While at The Agitator, check out the news of legislative proposals to confiscate for a month cars with overly loud radios (Mar. 22; Contra Costa County, Calif.) and (over-)regulate online dating services (Mar. 20; California legislature).

FEC and blogs

If you happen to blog about political/campaign issues from your employer’s computer at work, watch out: you may be caught in the web of campaign-finance regulation under draft rules from the Federal Election Commission. (Eugene Volokh, Mar. 23; Ryan Sager, “Mice and Free-Speech Cookies”, New York Post, Mar. 30; Log and Line; Captain’s Quarters). For more, see Mar. 4 and Mar. 17. More: May 20.

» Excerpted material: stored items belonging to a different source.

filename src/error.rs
use std::path::PathBuf;
use std::time::Duration;
use thiserror::Error;

#[derive(Error, Debug)]
pub enum StackmatchError {
    #[error("Package '{package}' is already installed")]
    AlreadyInstalled { package: String },

    #[error("Package '{package}' was not found in the package repositories")]
    NotFound { package: String },

    #[error("Command '{command}' failed:\n{output}")]
    CommandFailed { command: String, output: String },

    #[error("System command '{command}' failed: {reason}")]
    SystemCommandFailed { command: String, reason: String },

    #[error("Command '{command}' timed out after {}", describe_budget(.budget))]
    TimedOut { command: String, budget: Duration },

    #[error("Command '{command}' was cancelled")]
    Interrupted { command: String },

    #[error("No supported package manager found on {os}")]
    NoSupportedManagerFound { os: String },

    #[error("Invalid version format: '{0}'")]
    InvalidVersion(String),

    #[error("Invalid version constraint '{constraint}': {reason}")]
    InvalidConstraint { constraint: String, reason: String },

    #[error("No mapping for package '{package}' with package manager {manager}")]
    NoMappingForManager { package: String, manager: String },

    #[error("Package mapping name cannot be empty")]
    EmptyMappingName,

    #[error("Package mapping '{name}' must name at least one package manager")]
    NoManagerEntries { name: String },

    #[error("No available version of '{package}' satisfies '{constraint}'")]
    NoMatchingVersion { package: String, constraint: String },

    #[error("{manager} does not support {operation}")]
    UnsupportedOperation { manager: String, operation: String },

    #[error("Installation record not found: {0}")]
    RecordNotFound(String),

    #[error("failed to install packages: {}", join_failures(.failures))]
    BatchFailed { failures: Vec<(String, String)> },

    #[error("rollback failed for packages: {}", join_failures(.failures))]
    RollbackFailed { failures: Vec<(String, String)> },

    #[error("Verification of '{package}' failed: {reason}")]
    VerificationFailed { package: String, reason: String },

    #[error("{manager} failed to {phase} '{package}': {source}")]
    PackageOperation {
        manager: String,
        package: String,
        phase: String,
        #[source]
        source: Box<StackmatchError>,
    },

    #[error("Configuration error: {0}")]
    ConfigError(String),

    #[error("IO error at '{path}': {source}")]
    IoError {
        path: PathBuf,
        #[source]
        source: std::io::Error,
    },

    #[error("IO error: {0}")]
    StdIoError(#[from] std::io::Error),

    #[error("KDL parse error: {0}")]
    KdlError(#[from] kdl::KdlError),

    #[error(transparent)]
    JsonError(#[from] serde_json::Error),

    /// Lock acquisition failed (e.g., mutex poisoned)
    #[error("Lock acquisition failed: {0}")]
    LockError(String),

    /// Path resolution or validation error
    #[error("Path error: {0}")]
    PathError(String),

    #[error("{0}")]
    Other(String),
}

impl StackmatchError {
    /// True for `AlreadyInstalled`, including when wrapped with operation context.
    pub fn is_already_installed(&self) -> bool {
        match self {
            Self::AlreadyInstalled { .. } => true,
            Self::PackageOperation { source, .. } => source.is_already_installed(),
            _ => false,
        }
    }

    /// True for `NotFound`, including when wrapped with operation context.
    pub fn is_not_found(&self) -> bool {
        match self {
            Self::NotFound { .. } => true,
            Self::PackageOperation { source, .. } => source.is_not_found(),
            _ => false,
        }
    }

    pub fn is_cancelled(&self) -> bool {
        match self {
            Self::Interrupted { .. } => true,
            Self::PackageOperation { source, .. } => source.is_cancelled(),
            _ => false,
        }
    }

    /// Attach manager/package/phase context. Soft conditions are left bare so
    /// callers can match them directly.
    pub fn in_operation(self, manager: &str, package: &str, phase: &str) -> Self {
        match self {
            Self::AlreadyInstalled { .. }
            | Self::NotFound { .. }
            | Self::PackageOperation { .. }
            | Self::InvalidConstraint { .. }
            | Self::NoMatchingVersion { .. }
            | Self::UnsupportedOperation { .. } => self,
            other => Self::PackageOperation {
                manager: manager.to_string(),
                package: package.to_string(),
                phase: phase.to_string(),
                source: Box::new(other),
            },
        }
    }
}

fn describe_budget(budget: &Duration) -> String {
    match budget.as_secs() {
        0 => format!("{} ms", budget.as_millis()),
        1 if budget.subsec_nanos() == 0 => "1 second".to_string(),
        _ if budget.subsec_nanos() == 0 => format!("{} seconds", budget.as_secs()),
        _ => format!("{:.1} seconds", budget.as_secs_f64()),
    }
}

fn join_failures(failures: &[(String, String)]) -> String {
    failures
        .iter()
        .map(|(name, reason)| format!("{}: {}", name, reason))
        .collect::<Vec<_>>()
        .join("; ")
}

pub type Result<T> = std::result::Result<T, StackmatchError>;
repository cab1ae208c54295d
use crate::error::{Result, StackmatchError};
use crate::state::types::Journal;
use crate::ui;
use std::fs;
use std::path::{Path, PathBuf};

const MAX_BACKUPS: usize = 3;

pub(super) fn journal_file_name(path: &Path) -> Result<String> {
    path.file_name()
        .map(|name| name.to_string_lossy().into_owned())
        .ok_or_else(|| {
            StackmatchError::PathError(format!("Invalid journal path: {}", path.display()))
        })
}

/// `<journal>.bak.<n>` next to the journal.
pub(super) fn backup_path(path: &Path, n: usize) -> Result<PathBuf> {
    Ok(path.with_file_name(format!("{}.bak.{}", journal_file_name(path)?, n)))
}

/// Newest parseable backup, copied back over the journal.
pub(super) fn restore_from_backup(path: &Path) -> Result<Option<Journal>> {
    for i in 1..=MAX_BACKUPS {
        let backup = backup_path(path, i)?;
        if !backup.exists() {
            continue;
        }
        let content = fs::read_to_string(&backup).map_err(|e| StackmatchError::IoError {
            path: backup.clone(),
            source: e,
        })?;

        match serde_json::from_str::<Journal>(&content) {
            Ok(journal) => {
                if let Err(e) = fs::copy(&backup, path) {
                    ui::warning(&format!(
                        "Restored journal from {} but could not write it back: {}",
                        backup.display(),
                        e
                    ));
                }
                return Ok(Some(journal));
            }
            Err(_) => continue,
        }
    }

    Ok(None)
}

pub(super) fn rotate_backups(path: &Path) -> Result<()> {
    if !path.exists() {
        return Ok(());
    }

    for i in (1..MAX_BACKUPS).rev() {
        let old_bak = backup_path(path, i)?;
        let new_bak = backup_path(path, i + 1)?;
        if old_bak.exists()
            && let Err(e) = fs::rename(&old_bak, &new_bak)
        {
            ui::warning(&format!(
                "Failed to rotate backup {} -> {}: {}",
                old_bak.display(),
                new_bak.display(),
                e
            ));
        }
    }

    let first_bak = backup_path(path, 1)?;
    fs::copy(path, &first_bak).map_err(|e| StackmatchError::IoError {
        path: first_bak,
        source: e,
    })?;

    Ok(())
}
pub mod settings;

pub use settings::{Overrides, Settings};
use crate::commands::Runtime;
use crate::error::{Result, StackmatchError};
use crate::state::InstallationStatus;
use crate::ui as output;

#[derive(Debug)]
pub struct RollbackOptions {
    pub id: String,
    /// Defaults to the manager the packages were installed with
    pub manager: Option<String>,
    pub yes: bool,
}

pub fn run(runtime: &Runtime, options: RollbackOptions) -> Result<()> {
    let tracker = runtime.tracker()?;
    let record = tracker
        .get_installation(&options.id)?
        .ok_or_else(|| StackmatchError::RecordNotFound(options.id.clone()))?;

    if record.status == InstallationStatus::RolledBack {
        output::info(&format!("Installation {} is already rolled back", record.id));
        return Ok(());
    }

    let packages = record.packages_in_order();
    output::header(&format!("Rolling back {}", record.id));
    for package in packages.iter().rev() {
        output::indent(&format!("{} {}", package.name, package.version), 1);
    }

    if !packages.is_empty()
        && !options.yes
        && !output::prompt_yes_no(&format!("Uninstall {} package(s)?", packages.len()))
    {
        output::info("Rollback cancelled");
        return Ok(());
    }

    let recorded = packages.first().map(|p| p.manager_type.as_str());
    let installer = runtime.installer(options.manager.as_deref().or(recorded))?;

    tracker.rollback(&record.id, installer.as_ref(), &runtime.cancel)?;
    output::success(&format!("Installation {} rolled back", record.id));
    Ok(())
}
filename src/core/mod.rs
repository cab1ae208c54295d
pub mod types;
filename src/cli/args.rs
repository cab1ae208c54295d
use clap::{Parser, Subcommand};
use clap_complete::Shell;
use std::path::PathBuf;

#[derive(Parser, Debug)]
#[command(
    name = "stackmatch",
    about = "Replay a development environment through the native package manager",
    long_about = "Scan the tools installed on one machine, then install the same stack on \
                  another through apt, dnf, yum, pacman, snap, Homebrew, Chocolatey, Scoop \
                  or winget. Every install run is journaled and can be rolled back.",
    version,
    next_line_help = false,
    term_width = 80
)]
pub struct Cli {
    #[command(flatten)]
    pub global: GlobalFlags,

    #[command(subcommand)]
    pub command: Command,
}

#[derive(Parser, Debug)]
pub struct GlobalFlags {
    /// Verbose output (shows every package-manager command)
    #[arg(short = 'v', long, global = true)]
    pub verbose: bool,

    /// Quiet mode
    #[arg(short = 'q', long, global = true, conflicts_with = "verbose")]
    pub quiet: bool,

    /// Skip confirmation prompts
    #[arg(short = 'y', long = "yes", global = true)]
    pub yes: bool,

    /// Settings file (default: per-user config dir, or $STACKMATCH_CONFIG)
    #[arg(long, value_name = "PATH", global = true)]
    pub config: Option<PathBuf>,

    /// Installation journal (default: per-user state dir, or $STACKMATCH_JOURNAL)
    #[arg(long, value_name = "PATH", global = true)]
    pub journal: Option<PathBuf>,

    /// Per-command timeout in seconds
    #[arg(long, value_name = "SECONDS", global = true)]
    pub timeout: Option<u64>,
}

#[derive(Subcommand, Debug)]
pub enum Command {
    /// Scan installed tools and print the snapshot
    Scan {
        /// Also write the snapshot as JSON
        #[arg(short, long, value_name = "FILE")]
        output: Option<PathBuf>,
    },

    /// Scan and write the snapshot to a file
    Export {
        /// Destination JSON file
        file: PathBuf,
    },

    /// Install everything a snapshot lists
    Apply {
        /// Snapshot JSON produced by `export`
        file: PathBuf,

        /// Require the exact versions recorded in the snapshot
        #[arg(long)]
        pin: bool,

        /// Package manager to use instead of detection
        #[arg(short, long, value_name = "MANAGER")]
        manager: Option<String>,

        /// Show what would be installed without installing
        #[arg(long)]
        dry_run: bool,

        /// Skip the post-install version check
        #[arg(long)]
        no_verify: bool,
    },

    /// Install packages by logical name (name or name@constraint)
    Install {
        #[arg(required = true, value_name = "PACKAGE")]
        packages: Vec<String>,

        /// Package manager to use instead of detection
        #[arg(short, long, value_name = "MANAGER")]
        manager: Option<String>,

        /// Show what would be installed without installing
        #[arg(long)]
        dry_run: bool,

        /// Skip the post-install version check
        #[arg(long)]
        no_verify: bool,
    },

    /// Uninstall the packages of a journaled installation
    Rollback {
        /// Installation id (see `history`)
        id: String,

        /// Package manager to use (default: the one recorded)
        #[arg(short, long, value_name = "MANAGER")]
        manager: Option<String>,
    },

    /// List journaled installations, or show one
    History {
        /// Installation id
        id: Option<String>,
    },

    /// Show supported package managers and which are available
    Managers,

    /// Refresh the package manager's metadata and upgrade
    Update {
        /// Package manager to use instead of detection
        #[arg(short, long, value_name = "MANAGER")]
        manager: Option<String>,
    },

    /// Generate shell completions
    Completions {
        #[arg(value_enum)]
        shell: Shell,
    },
}

#[cfg(test)]
mod tests {
    use super::*;
    use clap::CommandFactory;

    #[test]
    fn cli_definition_is_consistent() {
        Cli::command().debug_assert();
    }

    #[test]
    fn global_flags_work_after_subcommand() {
        let cli = Cli::try_parse_from([
            "stackmatch",
            "install",
            "git",
            "nodejs@>=18",
            "--journal",
            "/tmp/j.json",
            "-v",
        ])
        .unwrap();
        assert!(cli.global.verbose);
        assert_eq!(cli.global.journal, Some(PathBuf::from("/tmp/j.json")));
        match cli.command {
            Command::Install { packages, .. } => assert_eq!(packages, vec!["git", "nodejs@>=18"]),
            other => panic!("unexpected command: {other:?}"),
        }
    }

    #[test]
    fn install_requires_a_package() {
        assert!(Cli::try_parse_from(["stackmatch", "install"]).is_err());
    }

    #[test]
    fn quiet_and_verbose_conflict() {
        assert!(Cli::try_parse_from(["stackmatch", "-q", "-v", "managers"]).is_err());
    }
}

“Stalingrad” divorce tactics

In a rancorous fourteen-month divorce trial, John Ofori-Tenkorang disputed the existence of his marriage to Jacqueline Anom, claiming marriage photos had been falsified; claimed to have routinely thrown away bank records, failing to disclose what the judge concluded were assets exceeding $1.7 million; and “wouldn’t stipulate that he wasn’t a close relative of his wife’s, or under the care of a conservator — two grounds for invalidating a marriage, forcing those issues to be proven in court.” Judge Kevin Tierney compared Ofori-Tenkorang’s tenacious assertion of legal issues to the 1942 battle deep inside Russia: “German troops surrounded the Soviet city of Stalingrad on the Volga River. They used aerial attacks, artillery bombardment and intensive panzer assaults. The city was reduced to rubble. Virtually no building stood.” (Thomas B. Scheffey, “‘Stalingrad’ Defense Tactics Prove Costly in Divorce Case”, Connecticut Law Tribune, Mar. 28).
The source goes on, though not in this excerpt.